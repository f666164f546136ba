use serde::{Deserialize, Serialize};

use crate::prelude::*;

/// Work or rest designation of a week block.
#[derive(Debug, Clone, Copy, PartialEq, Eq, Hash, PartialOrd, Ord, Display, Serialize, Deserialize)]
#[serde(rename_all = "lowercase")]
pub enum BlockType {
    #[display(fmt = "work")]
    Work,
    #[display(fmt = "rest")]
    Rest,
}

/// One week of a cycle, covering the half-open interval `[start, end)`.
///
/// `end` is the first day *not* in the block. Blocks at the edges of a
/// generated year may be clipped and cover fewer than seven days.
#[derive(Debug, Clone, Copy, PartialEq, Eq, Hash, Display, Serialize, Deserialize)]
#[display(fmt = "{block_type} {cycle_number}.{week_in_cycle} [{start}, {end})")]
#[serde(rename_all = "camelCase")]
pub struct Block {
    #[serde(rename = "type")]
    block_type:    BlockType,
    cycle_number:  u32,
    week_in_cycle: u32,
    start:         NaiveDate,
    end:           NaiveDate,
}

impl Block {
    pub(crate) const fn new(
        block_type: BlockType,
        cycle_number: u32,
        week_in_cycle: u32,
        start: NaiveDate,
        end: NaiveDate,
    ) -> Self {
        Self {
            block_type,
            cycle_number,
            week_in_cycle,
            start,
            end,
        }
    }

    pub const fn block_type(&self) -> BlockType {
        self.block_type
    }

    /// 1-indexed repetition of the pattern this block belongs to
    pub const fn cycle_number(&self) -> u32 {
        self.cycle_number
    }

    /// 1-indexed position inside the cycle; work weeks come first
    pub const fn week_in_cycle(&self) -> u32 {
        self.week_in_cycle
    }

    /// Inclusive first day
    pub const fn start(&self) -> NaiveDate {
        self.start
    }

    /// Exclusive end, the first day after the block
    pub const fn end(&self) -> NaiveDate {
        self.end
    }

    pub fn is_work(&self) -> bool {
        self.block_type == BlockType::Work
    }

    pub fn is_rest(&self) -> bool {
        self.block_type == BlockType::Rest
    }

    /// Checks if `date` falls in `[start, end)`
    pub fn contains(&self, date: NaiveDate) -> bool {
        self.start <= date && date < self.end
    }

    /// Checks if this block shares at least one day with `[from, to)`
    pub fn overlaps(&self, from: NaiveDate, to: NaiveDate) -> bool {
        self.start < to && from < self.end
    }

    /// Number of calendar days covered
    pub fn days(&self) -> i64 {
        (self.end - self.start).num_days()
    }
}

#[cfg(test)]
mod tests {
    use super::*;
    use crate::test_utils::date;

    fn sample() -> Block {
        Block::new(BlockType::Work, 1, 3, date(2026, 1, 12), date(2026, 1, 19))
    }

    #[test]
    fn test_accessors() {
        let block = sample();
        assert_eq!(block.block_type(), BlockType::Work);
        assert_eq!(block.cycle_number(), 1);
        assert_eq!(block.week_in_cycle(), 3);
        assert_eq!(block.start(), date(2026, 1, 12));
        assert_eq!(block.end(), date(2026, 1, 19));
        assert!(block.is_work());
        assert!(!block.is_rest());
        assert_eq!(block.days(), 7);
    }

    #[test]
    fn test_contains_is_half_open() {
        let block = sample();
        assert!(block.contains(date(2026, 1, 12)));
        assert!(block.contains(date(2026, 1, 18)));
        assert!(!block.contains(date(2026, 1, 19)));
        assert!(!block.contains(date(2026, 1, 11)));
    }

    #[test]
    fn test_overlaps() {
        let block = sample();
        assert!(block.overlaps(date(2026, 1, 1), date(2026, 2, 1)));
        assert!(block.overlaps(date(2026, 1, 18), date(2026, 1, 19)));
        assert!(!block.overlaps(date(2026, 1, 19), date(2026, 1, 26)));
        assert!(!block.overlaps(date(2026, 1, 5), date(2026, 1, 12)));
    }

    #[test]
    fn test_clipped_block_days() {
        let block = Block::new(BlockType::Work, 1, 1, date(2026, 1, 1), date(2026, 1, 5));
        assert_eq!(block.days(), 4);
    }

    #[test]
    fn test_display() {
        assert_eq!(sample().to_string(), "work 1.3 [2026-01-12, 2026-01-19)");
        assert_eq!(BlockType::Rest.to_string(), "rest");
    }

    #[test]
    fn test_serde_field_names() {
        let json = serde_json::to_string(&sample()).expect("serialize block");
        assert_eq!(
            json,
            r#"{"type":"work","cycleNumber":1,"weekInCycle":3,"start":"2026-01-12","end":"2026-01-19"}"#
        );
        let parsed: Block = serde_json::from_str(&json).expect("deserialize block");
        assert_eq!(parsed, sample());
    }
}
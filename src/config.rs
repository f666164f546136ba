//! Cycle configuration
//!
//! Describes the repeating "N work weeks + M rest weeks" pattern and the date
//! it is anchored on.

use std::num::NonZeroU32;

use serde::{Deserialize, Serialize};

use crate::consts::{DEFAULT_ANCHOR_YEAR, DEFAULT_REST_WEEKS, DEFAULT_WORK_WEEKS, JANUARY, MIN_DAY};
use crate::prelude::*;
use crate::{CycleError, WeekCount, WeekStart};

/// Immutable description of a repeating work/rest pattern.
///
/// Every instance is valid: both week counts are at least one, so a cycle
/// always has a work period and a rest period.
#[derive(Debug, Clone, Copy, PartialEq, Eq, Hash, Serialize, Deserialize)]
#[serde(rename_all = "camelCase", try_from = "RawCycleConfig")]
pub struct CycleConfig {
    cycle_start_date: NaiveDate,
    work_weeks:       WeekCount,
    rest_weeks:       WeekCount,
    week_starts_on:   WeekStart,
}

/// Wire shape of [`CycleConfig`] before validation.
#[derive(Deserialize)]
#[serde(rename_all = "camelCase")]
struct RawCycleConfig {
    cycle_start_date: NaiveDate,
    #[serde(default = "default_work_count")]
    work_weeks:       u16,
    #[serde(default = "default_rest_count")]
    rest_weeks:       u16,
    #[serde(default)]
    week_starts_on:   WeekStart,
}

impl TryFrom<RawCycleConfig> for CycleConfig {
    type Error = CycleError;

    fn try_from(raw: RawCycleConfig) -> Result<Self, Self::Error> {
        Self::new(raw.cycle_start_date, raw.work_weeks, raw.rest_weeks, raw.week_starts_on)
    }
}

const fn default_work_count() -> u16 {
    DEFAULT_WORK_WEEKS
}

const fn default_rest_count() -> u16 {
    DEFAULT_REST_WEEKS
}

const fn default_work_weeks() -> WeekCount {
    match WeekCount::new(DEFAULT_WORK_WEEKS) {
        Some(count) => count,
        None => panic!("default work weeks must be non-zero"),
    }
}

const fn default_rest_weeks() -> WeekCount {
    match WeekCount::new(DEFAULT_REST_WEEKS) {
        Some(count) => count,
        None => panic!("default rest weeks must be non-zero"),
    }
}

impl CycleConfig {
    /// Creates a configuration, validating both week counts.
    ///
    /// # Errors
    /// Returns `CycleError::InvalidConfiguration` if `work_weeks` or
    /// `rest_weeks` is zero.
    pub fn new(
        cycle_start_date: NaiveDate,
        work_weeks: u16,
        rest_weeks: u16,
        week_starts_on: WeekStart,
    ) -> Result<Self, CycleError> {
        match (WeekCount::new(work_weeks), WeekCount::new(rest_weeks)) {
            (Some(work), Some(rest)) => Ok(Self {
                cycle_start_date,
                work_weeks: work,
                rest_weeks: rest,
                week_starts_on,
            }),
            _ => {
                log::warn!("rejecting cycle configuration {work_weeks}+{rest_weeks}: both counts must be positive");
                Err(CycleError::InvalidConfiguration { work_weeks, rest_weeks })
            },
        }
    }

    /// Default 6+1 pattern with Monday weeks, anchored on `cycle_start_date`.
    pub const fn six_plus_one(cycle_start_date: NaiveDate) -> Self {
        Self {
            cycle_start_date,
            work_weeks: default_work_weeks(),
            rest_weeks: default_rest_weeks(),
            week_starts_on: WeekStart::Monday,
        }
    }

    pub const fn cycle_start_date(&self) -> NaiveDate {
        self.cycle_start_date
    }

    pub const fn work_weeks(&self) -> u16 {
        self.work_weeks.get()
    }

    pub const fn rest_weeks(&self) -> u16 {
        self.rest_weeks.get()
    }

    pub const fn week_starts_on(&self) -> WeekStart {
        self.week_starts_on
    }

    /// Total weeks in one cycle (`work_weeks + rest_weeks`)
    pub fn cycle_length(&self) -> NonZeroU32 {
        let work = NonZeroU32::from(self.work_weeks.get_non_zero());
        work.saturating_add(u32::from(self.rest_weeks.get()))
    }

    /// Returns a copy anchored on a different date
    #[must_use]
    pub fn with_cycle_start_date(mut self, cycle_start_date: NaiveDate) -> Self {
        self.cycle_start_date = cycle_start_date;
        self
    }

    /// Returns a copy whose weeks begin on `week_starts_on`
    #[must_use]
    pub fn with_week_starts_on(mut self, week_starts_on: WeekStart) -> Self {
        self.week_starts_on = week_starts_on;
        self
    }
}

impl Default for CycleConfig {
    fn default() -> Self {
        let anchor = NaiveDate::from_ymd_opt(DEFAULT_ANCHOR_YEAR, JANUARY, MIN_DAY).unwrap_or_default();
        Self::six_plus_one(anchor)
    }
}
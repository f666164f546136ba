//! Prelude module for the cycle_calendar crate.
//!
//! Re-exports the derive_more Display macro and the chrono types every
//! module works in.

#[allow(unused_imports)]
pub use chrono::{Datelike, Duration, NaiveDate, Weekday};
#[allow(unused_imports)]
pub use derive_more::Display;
================
#### [TASK TO CARRY OUT]
What is needed is each line from the records with the word "indexed" in it.

#### [EXPECTED OUTPUT]
    /// 1-indexed repetition of the pattern this block belongs to
    /// 1-indexed position inside the cycle; work weeks come first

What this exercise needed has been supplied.